Staff Sergeant Gabriel Kobi, 20, whose killer is still at large, was the second IDF soldier to be killed in the West Bank over the weekend. On Friday, Tomer Hazan, 20, was abducted and killed by a Palestinian man he worked with at a Tel Aviv restaurant. On Saturday, 42-year-old Nedal Amar confessed to Israeli authorities that he killed Hazan and dumped his body in a well, intending to use his body parts to negotiate the freedom of his brother, who was jailed in 2003 for his connection to terrorist activity.

Soldiers swarmed Hebron Monday in search of Kobi’s killer, detaining two suspects. In response to the killings, Netanyahu ordered the IDF to allow settlers to return to a contested house near the Tomb of Patriarchs in Hebron, where the soldier was killed:

Anyone who tries to uproot us from the city of our patriarchs will achieve the opposite. We will continue to fight terrorism…with one hand, while strengthening the settlement with the other.

Meanwhile, Palestinian Authority President Mahmoud Abbas sang a different tune while in New York for the UN General Assembly.
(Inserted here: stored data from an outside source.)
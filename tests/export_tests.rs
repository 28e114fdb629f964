use predicates::str::contains;
use std::fs;

mod common;
use common::{init_db_with_day, rti, setup_test_db, temp_out};

fn with_payroll(name: &str) -> String {
    let db_path = setup_test_db(name);
    init_db_with_day(&db_path, "ana");
    rti()
        .args(["--db", &db_path, "payroll", "ana", "--month", "2025-03", "--rate", "20"])
        .assert()
        .success();
    db_path
}

#[test]
fn test_export_csv_one_row_per_day() {
    let db_path = with_payroll("export_csv");
    let out = temp_out("export_csv", "csv");

    rti()
        .args(["--db", &db_path, "export", "ana", "--format", "csv", "--file", &out, "--force"])
        .assert()
        .success()
        .stdout(contains("CSV export completed"));

    let content = fs::read_to_string(&out).expect("read csv");
    let mut lines = content.lines();
    assert!(lines.next().unwrap().starts_with("employee_id,period_start,period_end,date"));
    let row = lines.next().expect("one day row");
    assert!(row.starts_with("ana,2025-03-01,2025-03-31,2025-03-10,08:00,12:00,13:00,17:40,8.6667"));
    assert!(row.ends_with(",20.00,173.33"));
    assert!(lines.next().is_none());
}

#[test]
fn test_export_json_full_periods() {
    let db_path = with_payroll("export_json");
    let out = temp_out("export_json", "json");

    rti()
        .args(["--db", &db_path, "export", "ana", "--format", "json", "--file", &out, "--force"])
        .assert()
        .success();

    let content = fs::read_to_string(&out).expect("read json");
    let v: serde_json::Value = serde_json::from_str(&content).expect("valid json");
    let periods = v.as_array().expect("array of periods");
    assert_eq!(periods.len(), 1);
    assert_eq!(periods[0]["employee_id"], "ana");
    assert_eq!(periods[0]["daily_breakdown"].as_array().unwrap().len(), 1);
}

#[test]
fn test_export_requires_absolute_path() {
    let db_path = with_payroll("export_relative");

    rti()
        .args(["--db", &db_path, "export", "ana", "--format", "csv", "--file", "out.csv"])
        .assert()
        .failure()
        .stderr(contains("must be absolute"));
}

#[test]
fn test_export_without_periods_writes_nothing() {
    let db_path = setup_test_db("export_empty");
    let out = temp_out("export_empty", "csv");

    rti()
        .args(["--db", &db_path, "export", "bruno", "--format", "csv", "--file", &out])
        .assert()
        .success()
        .stdout(contains("nothing to export"));

    assert!(!std::path::Path::new(&out).exists());
}
//! Groups a punch range into employee-local calendar days.

use crate::models::day_session::DaySession;
use crate::models::integrity::IntegrityWarning;
use crate::models::punch::PunchEvent;
use crate::models::range::TimeRange;
use chrono::{DateTime, FixedOffset, NaiveDate, Utc};
use std::collections::BTreeMap;

/// The employee-local calendar day of an instant.
///
/// This is the single day-boundary rule of the crate: every punch is
/// bucketed with it at ingestion, whatever timezone it was stored in.
/// With a UTC-3 offset, `2025-03-11T02:30Z` belongs to 2025-03-10.
pub fn local_day(ts: DateTime<Utc>, offset: FixedOffset) -> NaiveDate {
    ts.with_timezone(&offset).date_naive()
}

#[derive(Debug, Clone, Copy)]
pub struct DayAggregator {
    offset: FixedOffset,
}

impl DayAggregator {
    pub fn new(offset: FixedOffset) -> Self {
        Self { offset }
    }

    /// Build one `DaySession` per local day for `employee_id` within the
    /// inclusive `range`. `worked_hours` is left at 0.
    ///
    /// Duplicated kinds on the same day keep the last instant; each
    /// discarded one is recorded as a `DuplicatePunch` warning.
    pub fn aggregate(
        &self,
        punches: &[PunchEvent],
        employee_id: &str,
        range: &TimeRange,
    ) -> BTreeMap<NaiveDate, DaySession> {
        let mut selected: Vec<&PunchEvent> = punches
            .iter()
            .filter(|p| p.employee_id == employee_id && range.contains(&p.timestamp))
            .collect();

        // Sources give no ordering guarantee.
        selected.sort_by_key(|p| (p.timestamp, p.id));

        let mut days: BTreeMap<NaiveDate, DaySession> = BTreeMap::new();

        for punch in selected {
            let date = local_day(punch.timestamp, self.offset);
            let session = days.entry(date).or_insert_with(|| DaySession::new(date));

            if let Some(previous) = session.set_slot(punch.kind, punch.timestamp) {
                session.warnings.push(IntegrityWarning::DuplicatePunch {
                    date,
                    kind: punch.kind,
                    discarded: previous,
                });
            }
        }

        days
    }
}
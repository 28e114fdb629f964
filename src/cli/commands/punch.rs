use crate::cli::parser::Commands;
use crate::config::Config;
use crate::core::calculator::day::local_day;
use crate::core::logic::Core;
use crate::core::sources::PunchRecorder;
use crate::db::log::ttlog_quiet;
use crate::db::pool::DbPool;
use crate::errors::{AppError, AppResult};
use crate::models::punch::{GeoPoint, NewPunch};
use crate::models::punch_kind::PunchKind;
use crate::ui::messages::{info, success, warning};
use crate::utils::formatting::money;
use crate::utils::time::{local_hhmm, parse_instant};
use chrono::Utc;

/// Handle the `punch` command
pub fn handle(cmd: &Commands, cfg: &Config) -> AppResult<()> {
    if let Commands::Punch {
        employee,
        kind,
        at,
        lat,
        lon,
    } = cmd
    {
        let policy = cfg.policy()?;

        let employee = employee.trim();
        if employee.is_empty() {
            return Err(AppError::validation("employee id is required"));
        }

        let kind = PunchKind::pk_from_str(kind)
            .ok_or_else(|| AppError::InvalidPunchKind(kind.to_string()))?;

        let now = Utc::now();
        let timestamp = match at {
            Some(s) => parse_instant(s, policy.offset, now)?,
            None => now,
        };

        let geo = match (lat, lon) {
            (Some(lat), Some(lon)) => Some(GeoPoint::new(*lat, *lon)?),
            _ => None,
        };

        let pool = DbPool::open(&cfg.database)?;
        let stored = pool.record_punch(NewPunch {
            employee_id: employee.to_string(),
            kind,
            timestamp,
            geo,
        })?;

        let day = local_day(stored.timestamp, policy.offset);
        let time = local_hhmm(&stored.timestamp, policy.offset);

        ttlog_quiet(
            &pool.conn,
            "punch",
            employee,
            &format!("{} at {} {} (id {})", kind, day, time, stored.id),
        );

        success(format!("Punch '{}' recorded for {} on {} at {}", kind, employee, day, time));

        // The month's payroll, once generated, follows every new punch.
        match Core::refresh_month_payroll(&pool, &pool, &pool, employee, day, &policy) {
            Ok(Some(period)) => {
                ttlog_quiet(
                    &pool.conn,
                    "payroll",
                    employee,
                    &format!(
                        "Period {} → {} (id {}) refreshed by punch {}: {:.4} h, net {}",
                        period.period_start,
                        period.period_end,
                        period.id,
                        stored.id,
                        period.total_hours,
                        money(period.net_pay)
                    ),
                );
                info(format!(
                    "Payroll {} → {} updated: {:.2} h, net pay {}",
                    period.period_start,
                    period.period_end,
                    period.total_hours,
                    money(period.net_pay)
                ));
            }
            Ok(None) => {}
            Err(e) => warning(format!("Punch stored but the payroll was not updated: {}", e)),
        }
    }

    Ok(())
}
Speaking to a group of Jewish leaders Monday, Abbas condemned the violence and insisted peace talks and a two-state solution were within reach:

We need your support to ensure the successful conclusion of the peace negotiations so that the state of Palestine can live side by side with the State of Israel in peace and security on the 1967 borders. I urge the Israeli government to focus on building peace and not building settlements.

Earlier Monday, Fatah central committee member Abbas Zaki blamed Netanyahu’s “extreme government” for the attacks.

Rachel Silberstein is a writer living in New York.